Minocycline attenuates the development of diabetic neuropathy by inhibiting spinal cord Notch signaling in rat.

We studied the effects of minocycline (an inhibitor of microglial activation) on the expression and activity of Notch-1 receptor, and explored the therapeutic efficacy of minocycline combined with Notch inhibitor DAPT in the treatment of diabetic neuropathic pain (DNP). Diabetic rat model was established by intraperitoneal injection (ip) of Streptozotocin (STZ). Expression and activity of Notch-1 and expression of macrophage/microglia marker Iba-1 were detected by WB. Diabetes induction significantly attenuated sciatic nerve conduction velocity, and dramatically augmented the expression and the activity of Notch-1 in the lumbar enlargement of the spinal cord.
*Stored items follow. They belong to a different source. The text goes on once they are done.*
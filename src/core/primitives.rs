use chrono::{DateTime, Utc};
use ordered_float::OrderedFloat;
use rust_decimal::Decimal;
use rust_decimal::prelude::ToPrimitive;

use crate::error::{ChartError, ChartResult};

/// Capability of yielding one underlying `f64` scalar.
///
/// Numeric-library wrappers plug into the normalizer by implementing this
/// trait at the boundary; the normalizer itself only ever sees `f64`.
pub trait ScalarExtractable {
    fn extract_scalar(&self) -> ChartResult<f64>;
}

macro_rules! lossless_scalar {
    ($($ty:ty),* $(,)?) => {
        $(
            impl ScalarExtractable for $ty {
                fn extract_scalar(&self) -> ChartResult<f64> {
                    Ok(f64::from(*self))
                }
            }
        )*
    };
}

macro_rules! widening_scalar {
    ($($ty:ty),* $(,)?) => {
        $(
            impl ScalarExtractable for $ty {
                #[allow(clippy::cast_precision_loss)]
                fn extract_scalar(&self) -> ChartResult<f64> {
                    Ok(*self as f64)
                }
            }
        )*
    };
}

lossless_scalar!(f64, f32, i8, i16, i32, u8, u16, u32);
widening_scalar!(i64, u64, isize, usize, i128, u128);

impl ScalarExtractable for bool {
    fn extract_scalar(&self) -> ChartResult<f64> {
        Ok(if *self { 1.0 } else { 0.0 })
    }
}

impl<T: ScalarExtractable + ?Sized> ScalarExtractable for &T {
    fn extract_scalar(&self) -> ChartResult<f64> {
        (**self).extract_scalar()
    }
}

impl ScalarExtractable for OrderedFloat<f64> {
    fn extract_scalar(&self) -> ChartResult<f64> {
        Ok(self.into_inner())
    }
}

impl ScalarExtractable for OrderedFloat<f32> {
    fn extract_scalar(&self) -> ChartResult<f64> {
        Ok(f64::from(self.into_inner()))
    }
}

impl ScalarExtractable for Decimal {
    fn extract_scalar(&self) -> ChartResult<f64> {
        decimal_to_f64(*self, "decimal value")
    }
}

impl ScalarExtractable for DateTime<Utc> {
    fn extract_scalar(&self) -> ChartResult<f64> {
        Ok(datetime_to_unix_seconds(*self))
    }
}

pub fn decimal_to_f64(value: Decimal, field_name: &str) -> ChartResult<f64> {
    value.to_f64().ok_or_else(|| {
        ChartError::validation(format!("{field_name} cannot be represented as f64"))
    })
}

#[must_use]
pub fn datetime_to_unix_seconds(time: DateTime<Utc>) -> f64 {
    time.timestamp_millis() as f64 / 1000.0
}

/// Extracts a scalar and rejects values the JSON payload cannot carry.
pub fn finite_scalar<T: ScalarExtractable + ?Sized>(value: &T, field_name: &str) -> ChartResult<f64> {
    let scalar = value.extract_scalar()?;
    if !scalar.is_finite() {
        return Err(ChartError::validation(format!(
            "{field_name} must be finite, got {scalar}"
        )));
    }
    Ok(scalar)
}

/// Converts a whole array, naming the array and index on failure.
pub fn finite_scalars<T: ScalarExtractable>(values: &[T], array_name: &str) -> ChartResult<Vec<f64>> {
    values
        .iter()
        .enumerate()
        .map(|(index, value)| finite_scalar(value, &format!("{array_name}[{index}]")))
        .collect()
}

pub(crate) fn ensure_same_length(
    first_name: &str,
    first_len: usize,
    second_name: &str,
    second_len: usize,
) -> ChartResult<()> {
    if first_len != second_len {
        return Err(ChartError::validation(format!(
            "`{first_name}` and `{second_name}` must have the same length ({first_len} != {second_len})"
        )));
    }
    Ok(())
}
Minocycline treatment, however, accelerated the decreased conduction velocity of sciatic nerve and suppressed Notch-1expression and activity in diabetic rats. Similar to DAPT treatment, minocycline administration also prolonged thermal withdrawal latency (TWL) and increase mechanical withdrawal threshold (MWT) in diabetic rats in response to heat or mechanical stimulation via inhibition the expression and the activity of Notch-1 in spinal cord. Combination of DAPT and minocycline further inhibited Notch-1 receptor signaling and reduce neuropathic pain exhibited as improved TWL and MWT. Our study revealed a novel mechanism of Notch-1 receptor inhibition in spinal cord induced by minocycline administration, and suggested that the combination of minocycline and DAPT has the potential to treat DNP.